Exercise instructions:
If a line in the entries below holds the string "ArticleCacheOutcome", copy it.

━━━ Given information ━━━

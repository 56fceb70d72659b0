use std::collections::HashSet;

use futures::stream::{self, StreamExt};

use crate::models::{ArticleCacheOutcome, ArticleMetadata, OfflinePriority, Readable};

use super::OfflineCache;

/// Everything the composite article write needs.
#[derive(Debug, Clone)]
pub struct ArticleAssets {
    pub entry_id: i64,
    pub content: String,
    pub metadata: ArticleMetadata,
    pub image_urls: Vec<String>,
    pub cover_url: Option<String>,
    pub priority: OfflinePriority,
    pub cache_images: bool,
}

impl ArticleAssets {
    pub fn new(entry_id: i64, content: impl Into<String>) -> Self {
        Self {
            entry_id,
            content: content.into(),
            metadata: ArticleMetadata::default(),
            image_urls: Vec::new(),
            cover_url: None,
            priority: OfflinePriority::default(),
            cache_images: false,
        }
    }

    pub fn metadata(mut self, metadata: ArticleMetadata) -> Self {
        self.metadata = metadata;
        self
    }

    pub fn images(mut self, image_urls: Vec<String>, cover_url: Option<String>) -> Self {
        self.image_urls = image_urls;
        self.cover_url = cover_url;
        self
    }

    pub fn priority(mut self, priority: OfflinePriority) -> Self {
        self.priority = priority;
        self
    }

    pub fn cache_images(mut self, cache_images: bool) -> Self {
        self.cache_images = cache_images;
        self
    }
}

impl OfflineCache {
    /// Cache an article's readable content and, optionally, its images.
    ///
    /// Concurrent calls for the same entry share one write. Image failures are
    /// isolated; they only lower `cached_images`.
    pub async fn cache_article_assets(&self, assets: ArticleAssets) -> ArticleCacheOutcome {
        if assets.content.trim().is_empty() {
            return ArticleCacheOutcome::default();
        }

        let entry_id = assets.entry_id;
        let cache = self.clone();
        self.inner
            .articles
            .run(entry_id, move || async move { cache.write_article(assets).await })
            .await
            .unwrap_or_default()
    }

    async fn write_article(&self, assets: ArticleAssets) -> ArticleCacheOutcome {
        let entry_id = assets.entry_id;
        let candidates = if assets.cache_images {
            image_candidates(
                &assets.image_urls,
                assets.cover_url.as_deref(),
                self.inner.config.max_images,
            )
        } else {
            Vec::new()
        };

        let record = Readable::new(entry_id, assets.content, assets.metadata)
            .with_images(assets.image_urls, assets.cover_url);
        if let Err(e) = self
            .inner
            .repo
            .put_readable(record, Some(assets.priority))
            .await
        {
            tracing::warn!(entry_id, error = %e, "Failed to cache readable content");
            return ArticleCacheOutcome::default();
        }

        let concurrency = self.inner.config.image_concurrency.max(1);
        let results: Vec<bool> = stream::iter(candidates)
            .map(|url| {
                let cache = self.clone();
                async move { cache.cache_image(url).await }
            })
            .buffer_unordered(concurrency)
            .collect()
            .await;
        let cached_images = results.into_iter().filter(|cached| *cached).count();

        tracing::debug!(entry_id, cached_images, "Cached article for offline reading");
        self.schedule_maintenance();

        ArticleCacheOutcome {
            cached_readable: true,
            cached_images,
        }
    }

    /// Fetch and store one image, sharing the work with concurrent callers for
    /// the same URL.
    async fn cache_image(&self, url: String) -> bool {
        let cache = self.clone();
        self.inner
            .images
            .run(url.clone(), move || async move {
                cache.fetch_and_store_image(&url).await
            })
            .await
            .unwrap_or(false)
    }

    async fn fetch_and_store_image(&self, url: &str) -> bool {
        match self.inner.repo.has_image(url).await {
            Ok(true) => return true,
            Ok(false) => {}
            Err(e) => tracing::debug!(url, error = %e, "Image lookup failed, fetching anyway"),
        }

        let data = match self.inner.fetcher.fetch(url).await {
            Ok(data) if !data.is_empty() => data,
            Ok(_) => {
                tracing::debug!(url, "Skipping empty image");
                return false;
            }
            Err(e) => {
                tracing::debug!(url, error = %e, "Image fetch failed");
                return false;
            }
        };

        match self.inner.repo.put_image(url, data).await {
            Ok(()) => true,
            Err(e) => {
                tracing::warn!(url, error = %e, "Failed to cache image");
                false
            }
        }
    }
}

/// Cover first, then the article's images: http(s) only, de-duplicated, capped.
fn image_candidates(image_urls: &[String], cover_url: Option<&str>, max_images: usize) -> Vec<String> {
    let mut seen = HashSet::new();
    cover_url
        .into_iter()
        .chain(image_urls.iter().map(String::as_str))
        .map(str::trim)
        .filter(|url| url.starts_with("http://") || url.starts_with("https://"))
        .filter(|url| seen.insert(*url))
        .take(max_images)
        .map(str::to_string)
        .collect()
}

━━━

Written response:
use crate::models::{ArticleCacheOutcome, ArticleMetadata, OfflinePriority, Readable};
    pub async fn cache_article_assets(&self, assets: ArticleAssets) -> ArticleCacheOutcome {
            return ArticleCacheOutcome::default();
    async fn write_article(&self, assets: ArticleAssets) -> ArticleCacheOutcome {
            return ArticleCacheOutcome::default();
        ArticleCacheOutcome {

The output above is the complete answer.